Children walked for hours to fetch water from a waterhole that was also used by animals, leading to outbreaks of disease.

Raouf*, 13, lives with his family of six in an area plagued by frequent droughts. His village, like many others, faces severe water shortages, forcing Raouf and his friends to make multiple trips daily to a reservoir about 300 metres away for water. This often makes them late for school.

SaveTheKids has constructed a new water system in the village using deep boreholes and powered by solar panels, and families have started to return to their abandoned houses. This means children are no longer having to spend large parts of their day fetching water.

Raouf said:

"Animals drank from the same water that we used to consume. By the time we brought it back, it would become warm, and that water caused us to become ill.

"I'm very pleased with the new water tanker system. Before, we had to fetch water by hand in gallons from distant places, and the water quality was poor. Now, we have clean drinking water that doesn't make us ill."

Studies repeatedly show that girls and women are disproportionately impacted by climate disasters compared to men, particularly those in vulnerable circumstances.
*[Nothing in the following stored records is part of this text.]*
use dashmap::DashMap;
use tokio::sync::broadcast;

use crate::model::{Event, RoomId};

const CHANNEL_CAPACITY: usize = 256;

/// Broadcast hub for committed events, one channel per watched room.
pub struct NotifyHub {
    channels: DashMap<RoomId, broadcast::Sender<Event>>,
}

impl Default for NotifyHub {
    fn default() -> Self {
        Self::new()
    }
}

impl NotifyHub {
    pub fn new() -> Self {
        Self {
            channels: DashMap::new(),
        }
    }

    /// Subscribe to a room's events. Creates the channel if needed.
    pub fn subscribe(&self, room_id: RoomId) -> broadcast::Receiver<Event> {
        let sender = self
            .channels
            .entry(room_id)
            .or_insert_with(|| broadcast::channel(CHANNEL_CAPACITY).0);
        sender.subscribe()
    }

    /// Send a notification. No-op if nobody is listening.
    pub fn send(&self, room_id: RoomId, event: &Event) {
        if let Some(sender) = self.channels.get(&room_id) {
            let _ = sender.send(event.clone());
        }
    }

    /// Send every event of a committed transaction, in order.
    pub fn publish(&self, events: &[Event]) {
        for event in events {
            self.send(event.room_id(), event);
        }
    }

    /// Drop a room's channel; watchers see the channel close.
    pub fn remove(&self, room_id: &RoomId) {
        self.channels.remove(room_id);
    }
}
A 2019 UNDP report revealed that globally, at least 60% of deaths from extreme climate events over the past 20 years were women and girls [8].
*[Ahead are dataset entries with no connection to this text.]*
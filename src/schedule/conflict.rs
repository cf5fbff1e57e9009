use chrono::Datelike;

use crate::limits::*;
use crate::model::*;

use super::ScheduleError;

/// Both ends ordered and inside the supported calendar years.
pub(crate) fn check_dates(span: &Span) -> Result<(), ScheduleError> {
    if span.end <= span.start {
        return Err(ScheduleError::invalid("end time must be after start time"));
    }
    if span.start.year() < MIN_YEAR || span.end.year() > MAX_YEAR {
        return Err(ScheduleError::invalid(format!(
            "dates must fall between the years {MIN_YEAR} and {MAX_YEAR}"
        )));
    }
    Ok(())
}

pub(crate) fn validate_span(span: &Span) -> Result<(), ScheduleError> {
    check_dates(span)?;
    if span.duration().num_days() >= MAX_SPAN_DAYS {
        return Err(ScheduleError::LimitExceeded("reservation too long"));
    }
    Ok(())
}

/// First reservation of the room that shares an instant with `span`,
/// ignoring `exclude` (the reservation being moved).
pub fn find_conflict(
    state: &RoomState,
    span: &Span,
    exclude: Option<ReservationId>,
) -> Option<ReservationId> {
    state
        .overlapping(span)
        .find(|r| Some(r.id) != exclude)
        .map(|r| r.id)
}

pub fn has_conflict(state: &RoomState, span: &Span, exclude: Option<ReservationId>) -> bool {
    find_conflict(state, span, exclude).is_some()
}

pub(crate) fn check_no_conflict(
    state: &RoomState,
    span: &Span,
    exclude: Option<ReservationId>,
) -> Result<(), ScheduleError> {
    match find_conflict(state, span, exclude) {
        Some(reservation_id) => Err(ScheduleError::Overlap { reservation_id }),
        None => Ok(()),
    }
}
Arshad Malik, Country Director of SaveTheKids in Afghanistan, said:

“The climate crisis is fuelling the humanitarian crisis in Afghanistan. It is forcing people from their homes, destroying water sources, and preventing children from going to school. It is changing children’s lives. Compared to 60-year-olds, newborns in Afghanistan will confront 5.3 times more drought in their lifetimes [7].

“Afghanistan is seeing extreme weather events with alarming frequency. This year alone, thousands of people have not only been displaced by drought but also by floods. The climate crisis is destroying Afghan lives and livelihoods.

“Adapting to and preparing for the impacts of climate change needs to be a priority, even at a time when funding is massively stretched. It’s been three years since direct international aid, which was equivalent to 40% of the GDP and financed up to 80% of public expenditure [9], was reduced after the de facto authorities regained control. Three years since the country saw a massive drop in assistance. Humanitarian agencies cannot be expected to plug this gap alone.”

SaveTheKids has been supporting communities and protecting children's rights across Afghanistan since 1976, including during periods of conflict and natural disasters.

Our response to the floods in Baghlan reached 25,190 people, including 13,670 children. SaveTheKids has programs in nine provinces in Afghanistan and works with partners in an additional seven provinces.